Construire la force démocratique de la société face aux néofascismes

vendredi 18 décembre 2015.
 

La force démocratique contre les monstres par Christian Laval, sociologue

L’état d’urgence qui a très vite donné à l’administration policière des pouvoirs extraordinaires a eu des effets d’inhibition encore difficilement mesurables sur la population. Au lieu de permettre une «  prise de parole  » collective, le gouvernement a interdit toute mobilisation réelle, même sur des sujets n’ayant rien à voir avec le terrorisme, comme la COP 21. La société attaquée à travers sa jeunesse n’a pas eu le droit de s’exprimer, encore moins d’agir, elle a été réduite à la passivité. C’est, en somme, l’inverse de ce qui s’est passé en janvier 2015, et surtout en mars 2004 à Madrid, après les 200 morts de la gare d’Atocha. Le gouvernement ne fait qu’épouser la ligne autoritaire de l’extrême droite et de la droite extrême en faisant de l’État, et de l’État seul, réduit en réalité à son bras armé, le protecteur de la société en empêchant cette dernière de se mobiliser. Le gouvernement affaiblit encore un peu plus les ressorts démocratiques qui pourraient contrer ce qui est en train d’advenir et qu’il faut bien appeler par son nom  : la guerre des identités. Se construisent en miroir dans nos sociétés des blocs identitaires, religieux, ethniques, nationalistes, en lutte à mort les uns contre les autres. La source n’en est pas mystérieuse. La déstabilisation de la société par les politiques néolibérales et la mondialisation capitaliste produisent des monstres complémentaires qui à leur tour menacent ce qui reste de force démocratique encore vivace dans nos sociétés.La démocratie libérale ne sera bientôt plus qu’un habillage désuet. L’état d’urgence, appelé à se métamorphoser en norme constitutionnelle, en accélère le déclin. Le néolibéralisme, promu par la droite et par le Parti socialiste, en mine tous les jours sa crédibilité résiduelle.

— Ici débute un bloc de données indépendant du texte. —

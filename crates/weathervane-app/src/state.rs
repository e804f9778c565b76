//! View state and the transitions that drive it.
//!
//! Each completed fetch replaces city, position and report together, and
//! only the most recently started request may do so.

use weathervane_weather::{CityRef, Coordinates, WeatherReport};

/// Tag for one fetch; later requests compare greater.
#[derive(Debug, Clone, Copy, PartialEq, Eq, Hash, PartialOrd, Ord)]
pub struct RequestId(u64);

impl RequestId {
    pub fn new(raw: u64) -> Self {
        Self(raw)
    }
}

impl std::fmt::Display for RequestId {
    fn fmt(&self, f: &mut std::fmt::Formatter<'_>) -> std::fmt::Result {
        write!(f, "#{}", self.0)
    }
}

#[derive(Debug, Clone, PartialEq)]
pub enum ViewEvent {
    FetchStarted {
        request: RequestId,
    },
    FetchSucceeded {
        request: RequestId,
        city: CityRef,
        position: Option<Coordinates>,
        report: WeatherReport,
    },
    FetchFailed {
        request: RequestId,
        message: String,
    },
    /// The request was abandoned without a result.
    FetchCancelled {
        request: RequestId,
    },
    LocationFailed {
        message: String,
    },
}

/// Everything the renderer needs
#[derive(Debug, Clone, PartialEq, Default)]
pub struct ViewState {
    pub city: Option<CityRef>,
    pub position: Option<Coordinates>,
    pub report: Option<WeatherReport>,
    pub loading: bool,
    pub error: Option<String>,
    /// Why the device position could not be used; outlives fetch errors.
    pub location_error: Option<String>,
    pub active_request: Option<RequestId>,
}

impl ViewState {
    pub fn apply(self, event: ViewEvent) -> Self {
        match event {
            ViewEvent::FetchStarted { request } => self.on_fetch_started(request),
            ViewEvent::FetchSucceeded {
                request,
                city,
                position,
                report,
            } => self.on_fetch_succeeded(request, city, position, report),
            ViewEvent::FetchFailed { request, message } => self.on_fetch_failed(request, message),
            ViewEvent::FetchCancelled { request } => self.on_fetch_cancelled(request),
            ViewEvent::LocationFailed { message } => self.on_location_failed(message),
        }
    }

    /// True if `request` is the one whose result will be shown.
    pub fn is_active(&self, request: RequestId) -> bool {
        self.active_request == Some(request)
    }

    /// True if applying `event` would finish the active request.
    pub fn completes(&self, event: &ViewEvent) -> bool {
        match event {
            ViewEvent::FetchSucceeded { request, .. }
            | ViewEvent::FetchFailed { request, .. }
            | ViewEvent::FetchCancelled { request } => self.is_active(*request),
            _ => false,
        }
    }

    fn on_fetch_started(self, request: RequestId) -> Self {
        Self {
            loading: true,
            error: None,
            active_request: Some(request),
            ..self
        }
    }

    fn on_fetch_succeeded(
        self,
        request: RequestId,
        city: CityRef,
        position: Option<Coordinates>,
        report: WeatherReport,
    ) -> Self {
        if !self.is_active(request) {
            tracing::debug!("Dropping result of stale request {}", request);
            return self;
        }
        let location_error = match position {
            Some(_) => None,
            None => self.location_error,
        };
        Self {
            city: Some(city),
            position,
            report: Some(report),
            loading: false,
            error: None,
            location_error,
            active_request: None,
        }
    }

    /// Keeps the previous city so the header still says what was asked for.
    fn on_fetch_failed(self, request: RequestId, message: String) -> Self {
        if !self.is_active(request) {
            tracing::debug!("Dropping failure of stale request {}", request);
            return self;
        }
        Self {
            report: None,
            loading: false,
            error: Some(message),
            active_request: None,
            ..self
        }
    }

    /// Previous city, report and error stay as they were.
    fn on_fetch_cancelled(self, request: RequestId) -> Self {
        if !self.is_active(request) {
            return self;
        }
        Self {
            loading: false,
            active_request: None,
            ..self
        }
    }

    fn on_location_failed(self, message: String) -> Self {
        Self {
            location_error: Some(message),
            ..self
        }
    }
}

#[cfg(test)]
mod tests {
    use super::*;
    use weathervane_weather::{classify, WeatherSnapshot, WindDirection};

    fn report(temperature: f64) -> WeatherReport {
        WeatherReport {
            snapshot: WeatherSnapshot {
                temperature,
                feels_like: temperature,
                pressure: 1013.0,
                precipitation_description: "ясно".into(),
                wind_speed: 1.0,
                wind_direction: WindDirection::North,
                condition: classify(temperature),
            },
            forecast: Vec::new(),
            hourly: Vec::new(),
        }
    }

    fn succeeded(id: u64, city: &str, temperature: f64) -> ViewEvent {
        ViewEvent::FetchSucceeded {
            request: RequestId::new(id),
            city: CityRef::named(city),
            position: None,
            report: report(temperature),
        }
    }

    #[test]
    fn started_sets_loading_and_clears_error() {
        let state = ViewState {
            error: Some("old".into()),
            ..Default::default()
        }
        .apply(ViewEvent::FetchStarted {
            request: RequestId::new(1),
        });

        assert!(state.loading);
        assert!(state.error.is_none());
        assert!(state.is_active(RequestId::new(1)));
    }

    #[test]
    fn success_replaces_city_and_report_together() {
        let state = ViewState::default()
            .apply(ViewEvent::FetchStarted {
                request: RequestId::new(1),
            })
            .apply(succeeded(1, "Kazan", 12.0));

        assert!(!state.loading);
        assert_eq!(state.city, Some(CityRef::named("Kazan")));
        assert_eq!(
            state.report.as_ref().map(|r| r.snapshot.temperature),
            Some(12.0)
        );
        assert!(state.active_request.is_none());
    }

    #[test]
    fn stale_success_is_ignored() {
        let state = ViewState::default()
            .apply(ViewEvent::FetchStarted {
                request: RequestId::new(1),
            })
            .apply(ViewEvent::FetchStarted {
                request: RequestId::new(2),
            })
            .apply(succeeded(1, "Moscow", 5.0));

        assert!(state.loading);
        assert!(state.city.is_none());
        assert!(state.report.is_none());

        let state = state.apply(succeeded(2, "Sochi", 25.0));
        assert_eq!(state.city, Some(CityRef::named("Sochi")));
    }

    #[test]
    fn stale_failure_is_ignored() {
        let state = ViewState::default()
            .apply(ViewEvent::FetchStarted {
                request: RequestId::new(3),
            })
            .apply(ViewEvent::FetchFailed {
                request: RequestId::new(2),
                message: "late".into(),
            });

        assert!(state.loading);
        assert!(state.error.is_none());
    }

    #[test]
    fn failure_clears_report_but_keeps_city() {
        let state = ViewState::default()
            .apply(ViewEvent::FetchStarted {
                request: RequestId::new(1),
            })
            .apply(succeeded(1, "Kazan", 12.0))
            .apply(ViewEvent::FetchStarted {
                request: RequestId::new(2),
            })
            .apply(ViewEvent::FetchFailed {
                request: RequestId::new(2),
                message: "City not found.".into(),
            });

        assert!(state.report.is_none());
        assert_eq!(state.city, Some(CityRef::named("Kazan")));
        assert_eq!(state.error.as_deref(), Some("City not found."));
        assert!(!state.loading);
    }

    #[test]
    fn location_failure_leaves_request_running() {
        let state = ViewState::default()
            .apply(ViewEvent::FetchStarted {
                request: RequestId::new(1),
            })
            .apply(ViewEvent::LocationFailed {
                message: "denied".into(),
            });

        assert!(state.loading);
        assert!(state.is_active(RequestId::new(1)));
        assert_eq!(state.location_error.as_deref(), Some("denied"));
        assert!(state.error.is_none());
    }

    #[test]
    fn location_failure_survives_default_city_fetch() {
        let state = ViewState::default()
            .apply(ViewEvent::LocationFailed {
                message: "Your location is unavailable.".into(),
            })
            .apply(ViewEvent::FetchStarted {
                request: RequestId::new(1),
            });
        assert_eq!(
            state.location_error.as_deref(),
            Some("Your location is unavailable.")
        );

        let state = state.apply(succeeded(1, "Moscow", 3.0));
        assert_eq!(
            state.location_error.as_deref(),
            Some("Your location is unavailable.")
        );
        assert!(state.error.is_none());

        let state = state
            .apply(ViewEvent::FetchStarted {
                request: RequestId::new(2),
            })
            .apply(ViewEvent::FetchSucceeded {
                request: RequestId::new(2),
                city: CityRef::named("Moscow"),
                position: Some(Coordinates::new(55.75, 37.62)),
                report: report(3.0),
            });
        assert!(state.location_error.is_none());
    }

    #[test]
    fn cancel_ends_loading_and_keeps_previous_view() {
        let state = ViewState::default()
            .apply(ViewEvent::FetchStarted {
                request: RequestId::new(1),
            })
            .apply(succeeded(1, "Kazan", 12.0))
            .apply(ViewEvent::FetchStarted {
                request: RequestId::new(2),
            });

        let event = ViewEvent::FetchCancelled {
            request: RequestId::new(2),
        };
        assert!(state.completes(&event));
        let state = state.apply(event);

        assert!(!state.loading);
        assert!(state.active_request.is_none());
        assert_eq!(state.city, Some(CityRef::named("Kazan")));
        assert!(state.report.is_some());
    }

    #[test]
    fn stale_cancel_is_ignored() {
        let state = ViewState::default()
            .apply(ViewEvent::FetchStarted {
                request: RequestId::new(2),
            })
            .apply(ViewEvent::FetchCancelled {
                request: RequestId::new(1),
            });

        assert!(state.loading);
        assert!(state.is_active(RequestId::new(2)));
    }

    #[test]
    fn completes_only_for_active_request() {
        let state = ViewState::default().apply(ViewEvent::FetchStarted {
            request: RequestId::new(4),
        });

        assert!(state.completes(&succeeded(4, "Omsk", 0.0)));
        assert!(!state.completes(&succeeded(3, "Omsk", 0.0)));
        assert!(!state.completes(&ViewEvent::FetchStarted {
            request: RequestId::new(4)
        }));
    }

    #[test]
    fn request_ids_order() {
        assert!(RequestId::new(2) > RequestId::new(1));
        assert_eq!(RequestId::new(7).to_string(), "#7");
    }
}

L’exemple de la Grèce le montre suffisamment. La force démocratique de la société s’est très largement exilée des institutions représentatives, qui ont perdu la confiance d’une large fraction de nos concitoyens. Mais elle existe. Ces dernières semaines, elle s’est manifestée là où des professeurs ont discuté avec leurs élèves et leurs étudiants, là où des maires ont organisé des réunions et permis des échanges entre des gens sous le choc. Elle s’est exprimée partout où se sont réunies spontanément des personnes sur les lieux des meurtres de masse. Mais elle est encore active dans les mouvements sociaux, dans les mobilisations écologistes qui voulaient manifester le 29 novembre, dans les services publics, dans les syndicats, les associations, les ONG. Elle existe partout où il y a désir de penser et d’agir en commun. Elle existe là où des citoyens réfléchissent à des alternatives, à Notre-Dame-des-Landes, par exemple. Elle existe aussi dans ces milliers de petites institutions qui se revendiquent du commun et reconstituent un tissu de solidarités locales et concrètes. Pas de certitude, donc, sur ce qui va arriver, mais des questions. La dérégulation, la déstabilisation, la désocialisation qui nourrissent ensemble l’extrême droite et le fondamentalisme religieux vont-elles se poursuivre encore longtemps  ? Il semble bien que la vague qui propulse les forces politiques les plus dangereuses en Europe et en France ne va pas s’arrêter du jour au lendemain, surtout si rien ne vient freiner un néolibéralisme déchaîné. Mais la réponse de la société «  d’en bas  », si elle n’est pas entravée par une politique autoritaire «  du haut  », peut trouver dans les nouvelles pratiques politiques et économiques des bases pour une reconstruction des solidarités et des liens sociaux. Les formes nouvelles du fascisme n’ont pas encore totalement gagné.